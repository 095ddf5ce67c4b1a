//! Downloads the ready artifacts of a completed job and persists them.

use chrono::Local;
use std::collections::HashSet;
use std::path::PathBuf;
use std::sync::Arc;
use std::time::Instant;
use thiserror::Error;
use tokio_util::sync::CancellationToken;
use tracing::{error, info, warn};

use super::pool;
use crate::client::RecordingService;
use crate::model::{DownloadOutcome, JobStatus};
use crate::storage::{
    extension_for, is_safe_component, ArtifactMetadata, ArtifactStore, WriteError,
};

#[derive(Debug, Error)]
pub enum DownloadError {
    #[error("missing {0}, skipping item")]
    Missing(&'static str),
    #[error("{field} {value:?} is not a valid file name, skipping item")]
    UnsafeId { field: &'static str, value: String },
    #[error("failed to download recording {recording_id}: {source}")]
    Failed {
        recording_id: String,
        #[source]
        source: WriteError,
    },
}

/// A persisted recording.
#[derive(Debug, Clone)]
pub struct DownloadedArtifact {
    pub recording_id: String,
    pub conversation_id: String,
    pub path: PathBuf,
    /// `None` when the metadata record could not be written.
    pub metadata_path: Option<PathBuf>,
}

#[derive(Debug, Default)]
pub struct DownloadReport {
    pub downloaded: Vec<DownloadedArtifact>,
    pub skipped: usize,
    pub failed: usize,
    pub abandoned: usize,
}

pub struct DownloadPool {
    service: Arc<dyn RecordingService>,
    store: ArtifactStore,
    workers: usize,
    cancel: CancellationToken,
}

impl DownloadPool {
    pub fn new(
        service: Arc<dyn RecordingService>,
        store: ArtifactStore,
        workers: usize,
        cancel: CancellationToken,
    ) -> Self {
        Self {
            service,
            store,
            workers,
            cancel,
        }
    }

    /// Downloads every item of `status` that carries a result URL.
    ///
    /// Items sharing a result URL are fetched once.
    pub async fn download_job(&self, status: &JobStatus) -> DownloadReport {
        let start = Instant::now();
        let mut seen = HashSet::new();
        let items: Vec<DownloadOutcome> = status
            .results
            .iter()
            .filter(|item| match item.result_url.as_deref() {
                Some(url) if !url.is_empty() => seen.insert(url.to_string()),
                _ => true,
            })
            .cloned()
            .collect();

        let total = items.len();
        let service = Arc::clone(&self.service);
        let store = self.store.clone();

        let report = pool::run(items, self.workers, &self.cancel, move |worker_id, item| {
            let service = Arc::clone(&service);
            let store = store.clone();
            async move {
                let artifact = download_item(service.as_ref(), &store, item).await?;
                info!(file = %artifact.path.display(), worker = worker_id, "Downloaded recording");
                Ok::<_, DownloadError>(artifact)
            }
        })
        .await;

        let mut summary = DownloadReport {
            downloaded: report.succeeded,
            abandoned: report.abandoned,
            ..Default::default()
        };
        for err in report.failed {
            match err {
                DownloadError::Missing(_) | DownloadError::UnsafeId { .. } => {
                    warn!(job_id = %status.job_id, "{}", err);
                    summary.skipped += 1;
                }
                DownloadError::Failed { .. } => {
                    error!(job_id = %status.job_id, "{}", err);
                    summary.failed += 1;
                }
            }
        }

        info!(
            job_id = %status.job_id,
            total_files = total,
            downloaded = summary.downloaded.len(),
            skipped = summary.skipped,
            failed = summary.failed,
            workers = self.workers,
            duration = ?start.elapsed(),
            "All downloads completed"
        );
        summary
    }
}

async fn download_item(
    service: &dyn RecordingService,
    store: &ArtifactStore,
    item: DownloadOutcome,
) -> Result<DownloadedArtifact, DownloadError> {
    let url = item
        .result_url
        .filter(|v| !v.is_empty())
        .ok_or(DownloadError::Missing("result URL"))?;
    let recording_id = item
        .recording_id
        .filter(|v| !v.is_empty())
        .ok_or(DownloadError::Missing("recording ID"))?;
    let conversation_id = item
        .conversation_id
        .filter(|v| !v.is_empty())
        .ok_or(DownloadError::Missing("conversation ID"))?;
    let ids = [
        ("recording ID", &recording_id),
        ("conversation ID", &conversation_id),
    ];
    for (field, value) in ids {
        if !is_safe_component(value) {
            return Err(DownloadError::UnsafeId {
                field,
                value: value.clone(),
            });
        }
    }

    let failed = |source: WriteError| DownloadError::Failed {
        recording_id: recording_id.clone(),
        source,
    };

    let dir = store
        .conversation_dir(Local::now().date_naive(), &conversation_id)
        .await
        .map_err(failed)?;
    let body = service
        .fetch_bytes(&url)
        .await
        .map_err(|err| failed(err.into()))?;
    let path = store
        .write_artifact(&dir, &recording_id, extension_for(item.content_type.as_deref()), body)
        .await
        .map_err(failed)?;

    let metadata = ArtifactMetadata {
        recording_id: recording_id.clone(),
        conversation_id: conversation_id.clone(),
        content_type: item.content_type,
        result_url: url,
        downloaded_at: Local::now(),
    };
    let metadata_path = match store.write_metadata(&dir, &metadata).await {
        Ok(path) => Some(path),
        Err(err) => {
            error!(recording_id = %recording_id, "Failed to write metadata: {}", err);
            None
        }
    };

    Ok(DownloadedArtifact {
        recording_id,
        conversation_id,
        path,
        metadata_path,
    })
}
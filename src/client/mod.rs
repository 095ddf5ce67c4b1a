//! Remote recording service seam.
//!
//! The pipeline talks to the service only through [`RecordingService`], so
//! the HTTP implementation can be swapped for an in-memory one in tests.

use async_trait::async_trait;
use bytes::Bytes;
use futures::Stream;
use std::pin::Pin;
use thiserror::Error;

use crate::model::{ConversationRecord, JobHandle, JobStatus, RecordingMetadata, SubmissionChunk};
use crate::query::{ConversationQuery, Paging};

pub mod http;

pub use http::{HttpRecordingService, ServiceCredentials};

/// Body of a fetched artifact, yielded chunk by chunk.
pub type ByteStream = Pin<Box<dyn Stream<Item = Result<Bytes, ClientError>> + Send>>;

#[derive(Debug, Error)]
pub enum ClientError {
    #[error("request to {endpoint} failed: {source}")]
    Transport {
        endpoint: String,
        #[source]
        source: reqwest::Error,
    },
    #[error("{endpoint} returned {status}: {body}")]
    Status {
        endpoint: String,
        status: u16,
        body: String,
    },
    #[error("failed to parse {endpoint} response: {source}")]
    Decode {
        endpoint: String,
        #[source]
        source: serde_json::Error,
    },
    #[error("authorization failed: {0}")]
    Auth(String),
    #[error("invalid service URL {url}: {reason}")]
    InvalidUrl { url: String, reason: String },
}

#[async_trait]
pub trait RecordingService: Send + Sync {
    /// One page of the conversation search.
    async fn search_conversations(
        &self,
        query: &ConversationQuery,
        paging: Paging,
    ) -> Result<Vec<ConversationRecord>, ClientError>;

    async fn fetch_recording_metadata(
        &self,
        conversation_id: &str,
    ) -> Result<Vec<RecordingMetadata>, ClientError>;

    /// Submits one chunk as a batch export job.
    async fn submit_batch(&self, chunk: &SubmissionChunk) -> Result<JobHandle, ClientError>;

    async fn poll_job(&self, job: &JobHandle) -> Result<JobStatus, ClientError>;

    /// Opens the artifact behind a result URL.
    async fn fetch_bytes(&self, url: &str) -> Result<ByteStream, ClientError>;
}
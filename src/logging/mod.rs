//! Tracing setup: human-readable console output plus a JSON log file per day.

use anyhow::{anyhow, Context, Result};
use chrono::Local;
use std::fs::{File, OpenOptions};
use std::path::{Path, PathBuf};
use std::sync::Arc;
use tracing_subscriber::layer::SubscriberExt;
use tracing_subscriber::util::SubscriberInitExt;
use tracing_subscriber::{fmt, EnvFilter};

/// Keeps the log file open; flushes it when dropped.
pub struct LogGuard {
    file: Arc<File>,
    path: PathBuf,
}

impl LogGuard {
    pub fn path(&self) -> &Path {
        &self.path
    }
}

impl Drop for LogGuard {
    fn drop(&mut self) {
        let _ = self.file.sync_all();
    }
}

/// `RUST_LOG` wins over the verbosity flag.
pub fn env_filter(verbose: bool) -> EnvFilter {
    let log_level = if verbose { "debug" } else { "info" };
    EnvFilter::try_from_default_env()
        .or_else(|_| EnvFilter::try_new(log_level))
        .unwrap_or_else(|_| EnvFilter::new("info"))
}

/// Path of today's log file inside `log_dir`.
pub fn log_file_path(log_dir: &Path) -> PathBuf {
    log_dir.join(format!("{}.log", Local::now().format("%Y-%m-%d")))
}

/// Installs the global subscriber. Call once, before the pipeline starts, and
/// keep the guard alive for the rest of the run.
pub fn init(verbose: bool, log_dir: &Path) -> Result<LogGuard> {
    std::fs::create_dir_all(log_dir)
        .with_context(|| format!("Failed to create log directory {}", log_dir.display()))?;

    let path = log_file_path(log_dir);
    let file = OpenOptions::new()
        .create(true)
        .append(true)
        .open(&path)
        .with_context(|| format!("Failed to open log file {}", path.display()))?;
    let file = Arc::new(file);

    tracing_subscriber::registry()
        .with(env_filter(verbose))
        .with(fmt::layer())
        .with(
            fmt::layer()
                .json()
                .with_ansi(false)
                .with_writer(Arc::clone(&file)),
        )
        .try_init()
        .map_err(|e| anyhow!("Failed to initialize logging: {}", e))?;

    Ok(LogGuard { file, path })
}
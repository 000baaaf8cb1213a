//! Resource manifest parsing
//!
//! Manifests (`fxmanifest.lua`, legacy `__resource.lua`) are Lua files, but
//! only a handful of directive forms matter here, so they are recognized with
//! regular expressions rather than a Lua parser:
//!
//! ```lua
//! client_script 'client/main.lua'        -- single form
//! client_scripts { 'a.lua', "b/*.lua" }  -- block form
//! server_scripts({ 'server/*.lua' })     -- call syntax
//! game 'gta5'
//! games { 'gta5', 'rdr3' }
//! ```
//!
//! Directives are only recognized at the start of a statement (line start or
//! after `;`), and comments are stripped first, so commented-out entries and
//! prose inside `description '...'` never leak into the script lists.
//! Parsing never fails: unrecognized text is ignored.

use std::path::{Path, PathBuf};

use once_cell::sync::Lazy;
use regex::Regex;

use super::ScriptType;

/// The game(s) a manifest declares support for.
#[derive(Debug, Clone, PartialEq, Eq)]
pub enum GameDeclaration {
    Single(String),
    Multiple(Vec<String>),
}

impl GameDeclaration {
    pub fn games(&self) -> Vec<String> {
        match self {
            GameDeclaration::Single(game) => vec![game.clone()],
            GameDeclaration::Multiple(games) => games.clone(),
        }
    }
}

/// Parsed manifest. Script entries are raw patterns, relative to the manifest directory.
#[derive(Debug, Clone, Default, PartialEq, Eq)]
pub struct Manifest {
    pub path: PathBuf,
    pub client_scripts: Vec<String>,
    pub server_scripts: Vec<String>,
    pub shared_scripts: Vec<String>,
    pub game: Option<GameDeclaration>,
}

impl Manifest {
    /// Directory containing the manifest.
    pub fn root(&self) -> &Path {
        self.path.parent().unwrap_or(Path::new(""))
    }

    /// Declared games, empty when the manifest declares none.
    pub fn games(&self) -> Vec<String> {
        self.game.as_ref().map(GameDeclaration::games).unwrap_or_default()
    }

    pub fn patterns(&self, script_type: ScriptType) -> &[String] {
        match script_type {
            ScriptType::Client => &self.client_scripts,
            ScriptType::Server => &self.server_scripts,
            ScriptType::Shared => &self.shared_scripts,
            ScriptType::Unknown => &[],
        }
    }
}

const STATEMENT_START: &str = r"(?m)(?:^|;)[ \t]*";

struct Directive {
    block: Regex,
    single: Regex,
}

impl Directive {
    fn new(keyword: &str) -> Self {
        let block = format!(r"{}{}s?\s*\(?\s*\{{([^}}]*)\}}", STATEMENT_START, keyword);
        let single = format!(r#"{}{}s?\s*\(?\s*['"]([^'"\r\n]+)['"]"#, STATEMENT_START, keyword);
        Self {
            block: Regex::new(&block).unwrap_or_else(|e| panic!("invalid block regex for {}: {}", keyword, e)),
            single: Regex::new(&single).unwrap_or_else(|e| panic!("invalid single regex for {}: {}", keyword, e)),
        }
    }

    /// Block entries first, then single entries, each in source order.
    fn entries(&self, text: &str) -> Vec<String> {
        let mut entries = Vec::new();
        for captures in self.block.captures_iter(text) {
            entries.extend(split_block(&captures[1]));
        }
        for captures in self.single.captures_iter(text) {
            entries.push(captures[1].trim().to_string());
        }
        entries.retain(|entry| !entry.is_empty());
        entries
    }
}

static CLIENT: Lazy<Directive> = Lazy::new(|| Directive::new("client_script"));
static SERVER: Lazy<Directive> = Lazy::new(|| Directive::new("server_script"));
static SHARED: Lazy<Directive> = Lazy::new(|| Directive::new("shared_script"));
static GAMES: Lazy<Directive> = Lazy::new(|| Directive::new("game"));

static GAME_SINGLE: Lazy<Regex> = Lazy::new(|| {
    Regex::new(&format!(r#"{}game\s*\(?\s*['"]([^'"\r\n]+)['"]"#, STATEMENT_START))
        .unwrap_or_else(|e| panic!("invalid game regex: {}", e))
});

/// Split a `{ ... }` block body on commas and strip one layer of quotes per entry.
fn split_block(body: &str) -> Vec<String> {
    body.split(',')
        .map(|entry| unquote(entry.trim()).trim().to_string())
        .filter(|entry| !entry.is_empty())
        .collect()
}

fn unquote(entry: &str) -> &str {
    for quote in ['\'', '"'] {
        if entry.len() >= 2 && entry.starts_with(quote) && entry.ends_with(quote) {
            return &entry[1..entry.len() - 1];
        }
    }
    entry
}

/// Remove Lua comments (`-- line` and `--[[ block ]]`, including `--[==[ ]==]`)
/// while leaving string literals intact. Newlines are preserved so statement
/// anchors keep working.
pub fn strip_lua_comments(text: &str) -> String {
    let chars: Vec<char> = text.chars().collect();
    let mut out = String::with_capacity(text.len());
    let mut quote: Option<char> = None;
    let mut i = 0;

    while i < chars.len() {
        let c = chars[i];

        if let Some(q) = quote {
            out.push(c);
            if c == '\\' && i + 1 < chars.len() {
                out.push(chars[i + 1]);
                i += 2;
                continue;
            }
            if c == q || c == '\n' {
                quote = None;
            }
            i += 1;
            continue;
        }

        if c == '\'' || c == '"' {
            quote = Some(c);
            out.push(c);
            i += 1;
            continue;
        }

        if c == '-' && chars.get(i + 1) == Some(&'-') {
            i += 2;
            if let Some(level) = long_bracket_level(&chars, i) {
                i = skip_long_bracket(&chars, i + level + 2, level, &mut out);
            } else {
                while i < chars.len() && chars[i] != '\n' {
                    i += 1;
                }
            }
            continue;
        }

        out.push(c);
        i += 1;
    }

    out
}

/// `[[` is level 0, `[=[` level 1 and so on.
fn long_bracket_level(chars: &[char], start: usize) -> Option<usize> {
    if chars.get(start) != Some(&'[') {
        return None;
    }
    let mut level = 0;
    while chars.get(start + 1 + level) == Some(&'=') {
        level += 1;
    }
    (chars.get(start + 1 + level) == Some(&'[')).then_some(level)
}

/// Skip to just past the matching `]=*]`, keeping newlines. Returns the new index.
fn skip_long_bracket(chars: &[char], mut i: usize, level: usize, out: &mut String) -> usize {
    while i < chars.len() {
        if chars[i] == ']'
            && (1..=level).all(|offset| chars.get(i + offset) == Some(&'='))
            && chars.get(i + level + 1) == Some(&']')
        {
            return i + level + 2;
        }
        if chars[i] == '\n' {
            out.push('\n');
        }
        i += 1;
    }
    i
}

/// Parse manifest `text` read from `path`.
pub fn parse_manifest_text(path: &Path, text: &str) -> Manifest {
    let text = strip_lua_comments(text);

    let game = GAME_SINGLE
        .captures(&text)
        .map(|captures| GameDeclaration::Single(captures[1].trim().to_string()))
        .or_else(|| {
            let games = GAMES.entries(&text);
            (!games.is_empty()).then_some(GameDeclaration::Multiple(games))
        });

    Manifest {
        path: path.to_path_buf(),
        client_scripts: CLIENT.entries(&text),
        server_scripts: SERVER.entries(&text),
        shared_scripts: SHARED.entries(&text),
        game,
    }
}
******
Description of the task | When a line in the material above includes "super", report that line by copying it.

Your response |
use super::pool;
use super::ScriptType;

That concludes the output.